Durante décadas, a proteção de casas e comércios no Brasil esteve baseada em soluções individuais: alarmes, câmeras privadas, cercas elétricas e vigilância contratada.
Esse modelo, no entanto, tem mostrado limitações diante de uma mudança no comportamento da criminalidade urbana.
Hoje, especialistas em segurança defendem que a proteção eficaz deixou de ser uma questão isolada e passou a depender do ambiente como um todo.
Insegurança persistente mesmo com investimento em proteção
Dados do Fórum Brasileiro de Segurança Pública indicam que crimes patrimoniais, como furtos e roubos, seguem entre os mais recorrentes no país.
Ao mesmo tempo, pesquisas de percepção mostram que a sensação de insegurança continua elevada, mesmo entre pessoas que já investiram em proteção privada.
Esse descompasso revela um ponto importante: investir individualmente não garante sensação de segurança coletiva.
Crime observa o ambiente, não apenas o imóvel
De acordo com estudos da área, a escolha de alvos por criminosos leva em conta fatores externos, como:
- iluminação da rua
- presença de câmeras visíveis
- circulação de pessoas
- rotas de fuga
Ou seja, ainda que um imóvel esteja protegido, o entorno pode continuar vulnerável.
Limitações das soluções isoladas
Entre os principais desafios do modelo tradicional estão:
- ausência de cobertura das vias públicas
- falta de integração entre vizinhos
- inexistência de monitoramento contínuo da área
Na prática, isso cria “ilhas de proteção” cercadas por áreas expostas.
A ascensão da segurança colaborativa
Diante desse cenário, cresce no Brasil o interesse por modelos baseados em integração comunitária e tecnologia compartilhada.

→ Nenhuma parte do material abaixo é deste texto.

//! Error body shape shared by every backend endpoint.

use serde::{Deserialize, Serialize};
use serde_json::Value;

/// Fallback shown when a failed response has no `message`.
pub const DEFAULT_ERROR_MESSAGE: &str = "Request failed";

/// Failed responses carry `{ "message": "..." }`, sometimes nothing at all.
#[derive(Debug, Clone, Default, Serialize, Deserialize)]
pub struct ErrorBody {
    #[serde(default)]
    pub message: Option<String>,
}

impl ErrorBody {
    /// Reads the body leniently. A `message` that is null, `false`, zero or
    /// blank counts as absent; other non-string values are shown as JSON text.
    pub fn from_value(value: &Value) -> Self {
        let message = match value.get("message") {
            Some(Value::String(text)) if !text.trim().is_empty() => Some(text.clone()),
            Some(Value::Bool(true)) => Some("true".to_string()),
            Some(Value::Number(n)) if n.as_f64().is_some_and(|f| f != 0.0) => Some(n.to_string()),
            Some(other @ (Value::Array(_) | Value::Object(_))) => Some(other.to_string()),
            _ => None,
        };
        Self { message }
    }

    pub fn into_message(self) -> String {
        self.message
            .unwrap_or_else(|| DEFAULT_ERROR_MESSAGE.to_string())
    }
}

/// Parses a response body as JSON, falling back to `{}`.
pub fn parse_body(raw: &[u8]) -> Value {
    serde_json::from_slice(raw).unwrap_or_else(|_| Value::Object(Default::default()))
}

#[cfg(test)]
mod tests {
    use super::*;

    #[test]
    fn test_message_fallback() {
        let body = ErrorBody::from_value(&parse_body(b"<html>oops</html>"));
        assert_eq!(body.into_message(), "Request failed");

        let body = ErrorBody::from_value(&parse_body(br#"{"message":"Invalid OTP"}"#));
        assert_eq!(body.into_message(), "Invalid OTP");
    }

    #[test]
    fn test_non_string_message_is_stringified() {
        let body = ErrorBody::from_value(&serde_json::json!({ "message": 42 }));
        assert_eq!(body.into_message(), "42");

        let body = ErrorBody::from_value(&serde_json::json!({ "message": { "field": "email" } }));
        assert_eq!(body.into_message(), r#"{"field":"email"}"#);
    }

    #[test]
    fn test_falsy_message_falls_back() {
        for message in [
            serde_json::json!(null),
            serde_json::json!(false),
            serde_json::json!(0),
            serde_json::json!(""),
        ] {
            let body = ErrorBody::from_value(&serde_json::json!({ "message": message }));
            assert_eq!(body.into_message(), "Request failed");
        }
    }
}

A chamada segurança colaborativa propõe:
- cobertura ampliada de ruas e quadras
- conexão entre moradores e comerciantes
- aumento da visibilidade e da capacidade de identificação
A lógica é simples: quanto maior a presença coletiva, menor a oportunidade para o crime.
A evolução da criminalidade urbana exige uma mudança de abordagem. Mais do que proteger um imóvel, o desafio atual é fortalecer o ambiente ao redor.
Iniciativas baseadas em proteção coletiva já começam a ganhar espaço em bairros brasileiros, indicando uma mudança de paradigma na forma de pensar segurança.